§ **The task**
Where the records hold the string "layer", show the whole line it sits on.

Saved entries
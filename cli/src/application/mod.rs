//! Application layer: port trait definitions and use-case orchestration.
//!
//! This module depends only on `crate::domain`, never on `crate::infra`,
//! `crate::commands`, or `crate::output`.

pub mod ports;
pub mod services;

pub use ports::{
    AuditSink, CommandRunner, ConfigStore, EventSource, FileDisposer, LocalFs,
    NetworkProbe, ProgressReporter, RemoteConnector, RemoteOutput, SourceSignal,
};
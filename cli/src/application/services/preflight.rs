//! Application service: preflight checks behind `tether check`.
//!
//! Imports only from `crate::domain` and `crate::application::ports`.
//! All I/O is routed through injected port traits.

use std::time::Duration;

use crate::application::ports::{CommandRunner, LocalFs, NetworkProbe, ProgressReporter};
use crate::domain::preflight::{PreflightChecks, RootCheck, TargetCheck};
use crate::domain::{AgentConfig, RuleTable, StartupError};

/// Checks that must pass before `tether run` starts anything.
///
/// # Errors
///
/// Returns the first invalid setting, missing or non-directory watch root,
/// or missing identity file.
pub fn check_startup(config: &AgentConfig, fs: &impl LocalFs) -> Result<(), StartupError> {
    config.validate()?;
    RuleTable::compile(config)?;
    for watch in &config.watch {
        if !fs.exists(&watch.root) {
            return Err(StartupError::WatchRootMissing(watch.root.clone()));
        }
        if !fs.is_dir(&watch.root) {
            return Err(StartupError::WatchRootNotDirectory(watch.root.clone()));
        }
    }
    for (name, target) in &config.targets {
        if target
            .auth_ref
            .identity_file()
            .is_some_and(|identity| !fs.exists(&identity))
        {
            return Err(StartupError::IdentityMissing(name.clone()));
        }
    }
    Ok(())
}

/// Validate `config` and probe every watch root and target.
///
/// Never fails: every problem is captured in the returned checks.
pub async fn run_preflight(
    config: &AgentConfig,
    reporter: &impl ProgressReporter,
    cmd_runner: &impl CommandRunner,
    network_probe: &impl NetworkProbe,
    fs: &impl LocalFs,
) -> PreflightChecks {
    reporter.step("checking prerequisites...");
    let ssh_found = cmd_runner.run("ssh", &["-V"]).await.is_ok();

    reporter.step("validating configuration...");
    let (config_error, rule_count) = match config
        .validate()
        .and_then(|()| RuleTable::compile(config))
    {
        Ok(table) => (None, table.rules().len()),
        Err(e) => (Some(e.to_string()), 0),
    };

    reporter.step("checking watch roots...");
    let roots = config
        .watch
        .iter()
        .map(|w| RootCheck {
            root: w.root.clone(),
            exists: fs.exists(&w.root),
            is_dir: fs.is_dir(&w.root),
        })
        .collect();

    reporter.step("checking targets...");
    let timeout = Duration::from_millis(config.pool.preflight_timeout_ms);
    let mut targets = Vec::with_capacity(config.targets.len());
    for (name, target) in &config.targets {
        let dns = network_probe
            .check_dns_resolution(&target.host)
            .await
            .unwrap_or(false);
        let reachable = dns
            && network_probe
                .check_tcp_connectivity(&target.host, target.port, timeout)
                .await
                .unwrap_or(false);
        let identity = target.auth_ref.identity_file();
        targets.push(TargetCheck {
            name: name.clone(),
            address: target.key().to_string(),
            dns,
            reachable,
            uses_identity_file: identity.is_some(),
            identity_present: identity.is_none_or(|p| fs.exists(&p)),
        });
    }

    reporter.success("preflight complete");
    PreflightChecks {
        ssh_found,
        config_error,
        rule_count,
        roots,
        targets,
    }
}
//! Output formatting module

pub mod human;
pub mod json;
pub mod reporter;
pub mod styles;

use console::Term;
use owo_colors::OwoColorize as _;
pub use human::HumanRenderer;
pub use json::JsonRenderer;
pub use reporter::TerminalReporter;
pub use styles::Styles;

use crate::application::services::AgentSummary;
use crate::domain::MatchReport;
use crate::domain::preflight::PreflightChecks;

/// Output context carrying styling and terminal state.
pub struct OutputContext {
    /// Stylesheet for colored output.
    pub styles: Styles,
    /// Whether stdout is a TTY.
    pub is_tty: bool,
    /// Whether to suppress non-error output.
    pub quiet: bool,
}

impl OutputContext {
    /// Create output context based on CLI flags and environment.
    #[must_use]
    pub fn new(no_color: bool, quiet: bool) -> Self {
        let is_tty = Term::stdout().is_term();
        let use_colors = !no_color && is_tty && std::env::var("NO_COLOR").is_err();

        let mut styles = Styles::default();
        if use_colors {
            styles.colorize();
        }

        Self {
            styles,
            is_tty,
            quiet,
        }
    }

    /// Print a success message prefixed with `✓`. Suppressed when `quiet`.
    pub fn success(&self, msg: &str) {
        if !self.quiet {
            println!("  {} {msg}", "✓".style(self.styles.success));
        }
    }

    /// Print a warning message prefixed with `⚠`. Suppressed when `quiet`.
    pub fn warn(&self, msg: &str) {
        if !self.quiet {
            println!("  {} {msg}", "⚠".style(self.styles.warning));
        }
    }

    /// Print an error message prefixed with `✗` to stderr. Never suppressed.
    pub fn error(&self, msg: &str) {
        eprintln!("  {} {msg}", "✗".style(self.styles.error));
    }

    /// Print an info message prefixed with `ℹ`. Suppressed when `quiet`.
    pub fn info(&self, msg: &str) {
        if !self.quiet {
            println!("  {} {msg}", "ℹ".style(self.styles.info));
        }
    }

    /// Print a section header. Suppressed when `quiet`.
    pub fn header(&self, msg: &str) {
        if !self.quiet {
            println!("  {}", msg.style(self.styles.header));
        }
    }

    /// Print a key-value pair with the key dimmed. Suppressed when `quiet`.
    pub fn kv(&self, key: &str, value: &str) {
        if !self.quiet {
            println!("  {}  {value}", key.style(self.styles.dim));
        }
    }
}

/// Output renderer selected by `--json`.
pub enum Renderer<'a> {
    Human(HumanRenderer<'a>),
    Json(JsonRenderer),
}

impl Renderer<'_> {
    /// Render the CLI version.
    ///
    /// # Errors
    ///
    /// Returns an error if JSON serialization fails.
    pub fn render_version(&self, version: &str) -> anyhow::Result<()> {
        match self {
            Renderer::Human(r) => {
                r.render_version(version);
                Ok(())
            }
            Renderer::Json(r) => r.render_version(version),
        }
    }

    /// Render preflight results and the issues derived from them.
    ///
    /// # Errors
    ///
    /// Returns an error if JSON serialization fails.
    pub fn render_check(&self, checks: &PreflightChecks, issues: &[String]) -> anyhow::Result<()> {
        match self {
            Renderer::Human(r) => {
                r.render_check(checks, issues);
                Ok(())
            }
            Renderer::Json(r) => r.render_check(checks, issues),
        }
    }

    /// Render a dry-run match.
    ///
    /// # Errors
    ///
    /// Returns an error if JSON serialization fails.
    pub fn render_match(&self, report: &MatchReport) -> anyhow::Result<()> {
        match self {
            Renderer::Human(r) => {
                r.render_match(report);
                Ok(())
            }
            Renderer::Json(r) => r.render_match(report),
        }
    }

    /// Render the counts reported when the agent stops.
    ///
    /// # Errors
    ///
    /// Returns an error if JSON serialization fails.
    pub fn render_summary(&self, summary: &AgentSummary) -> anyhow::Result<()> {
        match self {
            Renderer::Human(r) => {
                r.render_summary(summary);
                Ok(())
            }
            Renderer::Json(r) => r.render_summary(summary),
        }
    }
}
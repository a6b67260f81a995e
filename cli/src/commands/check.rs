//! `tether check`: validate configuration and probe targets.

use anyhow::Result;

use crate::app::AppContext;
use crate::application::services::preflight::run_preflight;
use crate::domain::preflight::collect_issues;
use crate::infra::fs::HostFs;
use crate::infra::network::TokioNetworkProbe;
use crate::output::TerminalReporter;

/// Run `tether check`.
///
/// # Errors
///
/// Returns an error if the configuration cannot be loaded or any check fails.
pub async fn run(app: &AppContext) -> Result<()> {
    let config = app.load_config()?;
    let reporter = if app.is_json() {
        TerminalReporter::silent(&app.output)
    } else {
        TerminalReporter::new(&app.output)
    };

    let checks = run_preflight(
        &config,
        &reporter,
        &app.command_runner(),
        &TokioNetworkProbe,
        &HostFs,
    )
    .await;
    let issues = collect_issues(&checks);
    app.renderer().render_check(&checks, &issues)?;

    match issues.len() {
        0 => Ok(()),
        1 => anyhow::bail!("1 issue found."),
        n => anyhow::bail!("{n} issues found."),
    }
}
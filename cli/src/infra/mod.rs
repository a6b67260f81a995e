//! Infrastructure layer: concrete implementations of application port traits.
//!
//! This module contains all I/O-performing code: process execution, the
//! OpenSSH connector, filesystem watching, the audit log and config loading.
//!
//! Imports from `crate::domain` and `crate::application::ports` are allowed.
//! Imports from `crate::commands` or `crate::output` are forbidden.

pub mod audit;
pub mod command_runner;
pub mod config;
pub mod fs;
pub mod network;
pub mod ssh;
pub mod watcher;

§ **The completed task**
//! Application layer: port trait definitions and use-case orchestration.
//! Infrastructure layer: concrete implementations of application port traits.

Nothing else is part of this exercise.